By Lisa de Moraes
Tuesday, October 12, 2010; C06
CBS's premiere of its reconstituted cop show "Hawaii Five-O" -- starring Alex (Third Time's a Charm) O'Loughlin -- is officially the most DVR'd show of all time.
Nielsen released ratings Monday for the first week of the 2010-11 TV season, and they include people who recorded those episodes and watched them within a week via DVR. These numbers -- the so-called "Live+7" stats -- are the figures that the TV industry has agreed should go into the record books, in this DVR age in which we live.
Industry navel-gazers had predicted the most DVR'd show of the new season's first week would most likely be a returning hit on a younger-skewing network. That's because younger viewers are more tech-savvy, and because navel-gazers presumed that people would record returning faves so they could sample the new shows in the actual time slots.

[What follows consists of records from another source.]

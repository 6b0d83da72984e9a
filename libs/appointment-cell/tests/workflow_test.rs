use assert_matches::assert_matches;
use chrono::{NaiveDate, NaiveTime, Utc};
use uuid::Uuid;

use appointment_cell::models::{
    AppendMessageRequest, Appointment, AppointmentError, AppointmentStatus,
    ApproveAppointmentRequest, CancelledBy, MeetingType, RejectAppointmentRequest,
};
use appointment_cell::services::workflow::AppointmentWorkflowService;
use shared_models::auth::AuthUser;
use shared_utils::test_utils::TestUser;
use triage_cell::models::UrgencyLevel;

fn doctor() -> AuthUser {
    TestUser::doctor("DOC001").to_auth_user()
}

fn patient() -> AuthUser {
    TestUser::patient("PAT001").to_auth_user()
}

fn stranger() -> AuthUser {
    TestUser::patient("PAT999").to_auth_user()
}

fn sample_appointment(status: AppointmentStatus) -> Appointment {
    let now = Utc::now();
    Appointment {
        id: Uuid::new_v4(),
        doctor_medical_id: "DOC001".to_string(),
        patient_medical_id: "PAT001".to_string(),
        doctor_name: "Dr. Test".to_string(),
        patient_name: "Test Patient".to_string(),
        doctor_email: Some("doc001@example.com".to_string()),
        patient_email: Some("pat001@example.com".to_string()),
        preferred_date: NaiveDate::from_ymd_opt(2026, 9, 1).unwrap(),
        preferred_time: NaiveTime::from_hms_opt(10, 30, 0).unwrap(),
        scheduled_date: None,
        scheduled_time: None,
        meeting_type: MeetingType::Offline,
        video_call_link: None,
        symptoms: "persistent cough".to_string(),
        urgency_level: UrgencyLevel::Routine,
        urgency_score: 0.0,
        from_symptom_checker: false,
        messages: Vec::new(),
        doctor_response: None,
        status,
        cancelled_by: None,
        created_at: now,
        updated_at: now,
    }
}

// ==============================================================================
// APPROVAL
// ==============================================================================

#[test]
fn test_approve_pending_sets_schedule_and_response() {
    let workflow = AppointmentWorkflowService::new();
    let appointment = sample_appointment(AppointmentStatus::Pending);
    let before = appointment.updated_at;

    let decision = ApproveAppointmentRequest {
        message: Some("See you then".to_string()),
        scheduled_date: Some(NaiveDate::from_ymd_opt(2026, 9, 2).unwrap()),
        scheduled_time: Some(NaiveTime::from_hms_opt(14, 0, 0).unwrap()),
        video_call_link: None,
    };

    let updated = workflow
        .approve(&appointment, &doctor(), &decision)
        .expect("approval should succeed");

    assert_eq!(updated.status, AppointmentStatus::Approved);
    assert_eq!(updated.scheduled_date, decision.scheduled_date);
    assert_eq!(updated.scheduled_time, decision.scheduled_time);

    let response = updated.doctor_response.expect("doctor response should be set");
    assert_eq!(response.message, "See you then");
    assert!(response.responded_at >= before);
    assert!(updated.updated_at >= before);
}

#[test]
fn test_approve_defaults_schedule_to_patient_preference() {
    let workflow = AppointmentWorkflowService::new();
    let appointment = sample_appointment(AppointmentStatus::Pending);

    let updated = workflow
        .approve(&appointment, &doctor(), &ApproveAppointmentRequest::default())
        .expect("approval should succeed");

    assert_eq!(updated.scheduled_date, Some(appointment.preferred_date));
    assert_eq!(updated.scheduled_time, Some(appointment.preferred_time));
}

#[test]
fn test_approve_online_requires_video_link() {
    let workflow = AppointmentWorkflowService::new();
    let mut appointment = sample_appointment(AppointmentStatus::Pending);
    appointment.meeting_type = MeetingType::Online;

    let result = workflow.approve(&appointment, &doctor(), &ApproveAppointmentRequest::default());
    assert_matches!(result, Err(AppointmentError::ValidationError(_)));

    let decision = ApproveAppointmentRequest {
        video_call_link: Some("https://meet.example.com/abc".to_string()),
        ..Default::default()
    };
    let updated = workflow
        .approve(&appointment, &doctor(), &decision)
        .expect("approval with link should succeed");
    assert_eq!(
        updated.video_call_link.as_deref(),
        Some("https://meet.example.com/abc")
    );
}

#[test]
fn test_approve_requires_the_assigned_doctor() {
    let workflow = AppointmentWorkflowService::new();
    let appointment = sample_appointment(AppointmentStatus::Pending);

    let result = workflow.approve(&appointment, &patient(), &ApproveAppointmentRequest::default());
    assert_matches!(result, Err(AppointmentError::Unauthorized));

    let result = workflow.approve(&appointment, &stranger(), &ApproveAppointmentRequest::default());
    assert_matches!(result, Err(AppointmentError::Unauthorized));
}

#[test]
fn test_second_approval_is_rejected() {
    let workflow = AppointmentWorkflowService::new();
    let appointment = sample_appointment(AppointmentStatus::Pending);

    let approved = workflow
        .approve(&appointment, &doctor(), &ApproveAppointmentRequest::default())
        .expect("first approval should succeed");

    let result = workflow.approve(&approved, &doctor(), &ApproveAppointmentRequest::default());
    assert_matches!(
        result,
        Err(AppointmentError::InvalidStatusTransition {
            from: AppointmentStatus::Approved,
            to: AppointmentStatus::Approved,
        })
    );
}

// ==============================================================================
// REJECTION, CANCELLATION, COMPLETION
// ==============================================================================

#[test]
fn test_reject_pending_records_message() {
    let workflow = AppointmentWorkflowService::new();
    let appointment = sample_appointment(AppointmentStatus::Pending);

    let updated = workflow
        .reject(
            &appointment,
            &doctor(),
            &RejectAppointmentRequest {
                message: "No availability this week".to_string(),
            },
        )
        .expect("rejection should succeed");

    assert_eq!(updated.status, AppointmentStatus::Rejected);
    assert_eq!(
        updated.doctor_response.unwrap().message,
        "No availability this week"
    );
}

#[test]
fn test_reject_requires_message() {
    let workflow = AppointmentWorkflowService::new();
    let appointment = sample_appointment(AppointmentStatus::Pending);

    let result = workflow.reject(
        &appointment,
        &doctor(),
        &RejectAppointmentRequest {
            message: "  ".to_string(),
        },
    );
    assert_matches!(result, Err(AppointmentError::ValidationError(_)));
}

#[test]
fn test_cancel_records_cancelling_party() {
    let workflow = AppointmentWorkflowService::new();
    let appointment = sample_appointment(AppointmentStatus::Pending);

    let by_patient = workflow.cancel(&appointment, &patient()).unwrap();
    assert_eq!(by_patient.status, AppointmentStatus::Cancelled);
    assert_eq!(by_patient.cancelled_by, Some(CancelledBy::Patient));

    let approved = sample_appointment(AppointmentStatus::Approved);
    let by_doctor = workflow.cancel(&approved, &doctor()).unwrap();
    assert_eq!(by_doctor.cancelled_by, Some(CancelledBy::Doctor));
}

#[test]
fn test_cancel_by_third_party_is_rejected() {
    let workflow = AppointmentWorkflowService::new();
    let appointment = sample_appointment(AppointmentStatus::Pending);

    let result = workflow.cancel(&appointment, &stranger());
    assert_matches!(result, Err(AppointmentError::Unauthorized));
}

#[test]
fn test_complete_approved_appointment() {
    let workflow = AppointmentWorkflowService::new();
    let appointment = sample_appointment(AppointmentStatus::Approved);

    let updated = workflow.complete(&appointment, &doctor()).unwrap();
    assert_eq!(updated.status, AppointmentStatus::Completed);
}

#[test]
fn test_complete_requires_doctor_and_approved_status() {
    let workflow = AppointmentWorkflowService::new();

    let pending = sample_appointment(AppointmentStatus::Pending);
    assert_matches!(
        workflow.complete(&pending, &doctor()),
        Err(AppointmentError::InvalidStatusTransition { .. })
    );

    let approved = sample_appointment(AppointmentStatus::Approved);
    assert_matches!(
        workflow.complete(&approved, &patient()),
        Err(AppointmentError::Unauthorized)
    );
}

// ==============================================================================
// TRANSITION MATRIX
// ==============================================================================

#[test]
fn test_terminal_states_allow_no_transitions() {
    let workflow = AppointmentWorkflowService::new();

    for status in [
        AppointmentStatus::Rejected,
        AppointmentStatus::Cancelled,
        AppointmentStatus::Completed,
    ] {
        assert!(workflow.get_valid_transitions(&status).is_empty());
    }
}

#[test]
fn test_completed_to_approved_is_rejected_and_record_unchanged() {
    let workflow = AppointmentWorkflowService::new();
    let appointment = sample_appointment(AppointmentStatus::Completed);
    let snapshot = appointment.clone();

    let result = workflow.approve(&appointment, &doctor(), &ApproveAppointmentRequest::default());
    assert_matches!(
        result,
        Err(AppointmentError::InvalidStatusTransition {
            from: AppointmentStatus::Completed,
            to: AppointmentStatus::Approved,
        })
    );

    assert_eq!(appointment.status, snapshot.status);
    assert_eq!(appointment.updated_at, snapshot.updated_at);
    assert!(appointment.doctor_response.is_none());
}

#[test]
fn test_rejected_cannot_be_approved() {
    let workflow = AppointmentWorkflowService::new();
    let appointment = sample_appointment(AppointmentStatus::Rejected);

    assert_matches!(
        workflow.approve(&appointment, &doctor(), &ApproveAppointmentRequest::default()),
        Err(AppointmentError::InvalidStatusTransition { .. })
    );
}

// ==============================================================================
// NEGOTIATION THREAD
// ==============================================================================

#[test]
fn test_thread_append_is_monotonic_and_preserves_entries() {
    let workflow = AppointmentWorkflowService::new();
    let mut appointment = sample_appointment(AppointmentStatus::Pending);

    let senders = [patient(), doctor(), patient()];
    for (i, sender) in senders.iter().enumerate() {
        appointment = workflow
            .append_message(
                &appointment,
                sender,
                &AppendMessageRequest {
                    message: format!("message {}", i),
                },
            )
            .expect("append should succeed");

        assert_eq!(appointment.messages.len(), i + 1);
    }

    // Prior entries unchanged, in insertion order.
    for (i, entry) in appointment.messages.iter().enumerate() {
        assert_eq!(entry.message, format!("message {}", i));
        assert_eq!(entry.sender_medical_id, senders[i].medical_id);
    }
}

#[test]
fn test_thread_append_does_not_change_status() {
    let workflow = AppointmentWorkflowService::new();
    let appointment = sample_appointment(AppointmentStatus::Approved);

    let updated = workflow
        .append_message(
            &appointment,
            &patient(),
            &AppendMessageRequest {
                message: "running ten minutes late".to_string(),
            },
        )
        .unwrap();

    assert_eq!(updated.status, AppointmentStatus::Approved);
}

#[test]
fn test_thread_append_rejected_on_terminal_records() {
    let workflow = AppointmentWorkflowService::new();

    for status in [
        AppointmentStatus::Completed,
        AppointmentStatus::Rejected,
        AppointmentStatus::Cancelled,
    ] {
        let appointment = sample_appointment(status);
        let result = workflow.append_message(
            &appointment,
            &patient(),
            &AppendMessageRequest {
                message: "hello?".to_string(),
            },
        );
        assert_matches!(result, Err(AppointmentError::ValidationError(_)));
        assert!(appointment.messages.is_empty());
    }
}

#[test]
fn test_thread_append_rejected_for_third_party() {
    let workflow = AppointmentWorkflowService::new();
    let appointment = sample_appointment(AppointmentStatus::Pending);

    let result = workflow.append_message(
        &appointment,
        &stranger(),
        &AppendMessageRequest {
            message: "let me in".to_string(),
        },
    );
    assert_matches!(result, Err(AppointmentError::Unauthorized));
}

#[test]
fn test_thread_append_advances_updated_at() {
    let workflow = AppointmentWorkflowService::new();
    let appointment = sample_appointment(AppointmentStatus::Pending);
    let before = appointment.updated_at;

    let updated = workflow
        .append_message(
            &appointment,
            &doctor(),
            &AppendMessageRequest {
                message: "could we do Tuesday instead?".to_string(),
            },
        )
        .unwrap();

    assert!(updated.updated_at >= before);
    assert_eq!(updated.messages[0].timestamp, updated.updated_at);
}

They were wrong on both counts.
"Hawaii Five-O" tops the list -- and sets a new industry record -- after an additional 3.374 million people watched the very first episode within a week of its Sept. 20 broadcast.
Those viewers get added to the 14.213 million people who had watched the "H5-O" unveiling that first Monday of the season, for a grand total of 17.587 million viewers.
CBS research chief David Poltrack notes that "H5-O's" DVR surge is bigger than if everyone in Chicago -- the country's third-largest city, behind only New York and Los Angeles -- had all agreed to watch the cop show's debut via DVR.
It's also almost the same as if every single person who watched the season debut of "The Apprentice" starring Donald (Will He Run for President?) Trump on the first Thursday of the new TV season had instead watched "Hawaii Five-O" on their DVRs. "The Apprentice" season debut that week attracted only 3.84 million viewers; an additional 922,000 watched within a week via DVR for a grand total of 4.76 million -- a disappointing performance, which might explain why Mr. Trump subsequently launched his I Might Run For President PR campaign.
In fairness to the navel-gazers and their bad guess: "Hawaii Five-O" was followed by these returning shows in the Live+7 List: CBS's "The Mentalist" (added 3.2 million viewers), ABC's "Grey's Anatomy" (plus 3 million) ABC's "Modern Family" (plus 2.8 million) and Fox's "House" (plus 2.6 million).
("The Mentalist" was the previous DVR record-holder, from back on Oct. 29, when an episode added an additional 3.16 million viewers via DVR.)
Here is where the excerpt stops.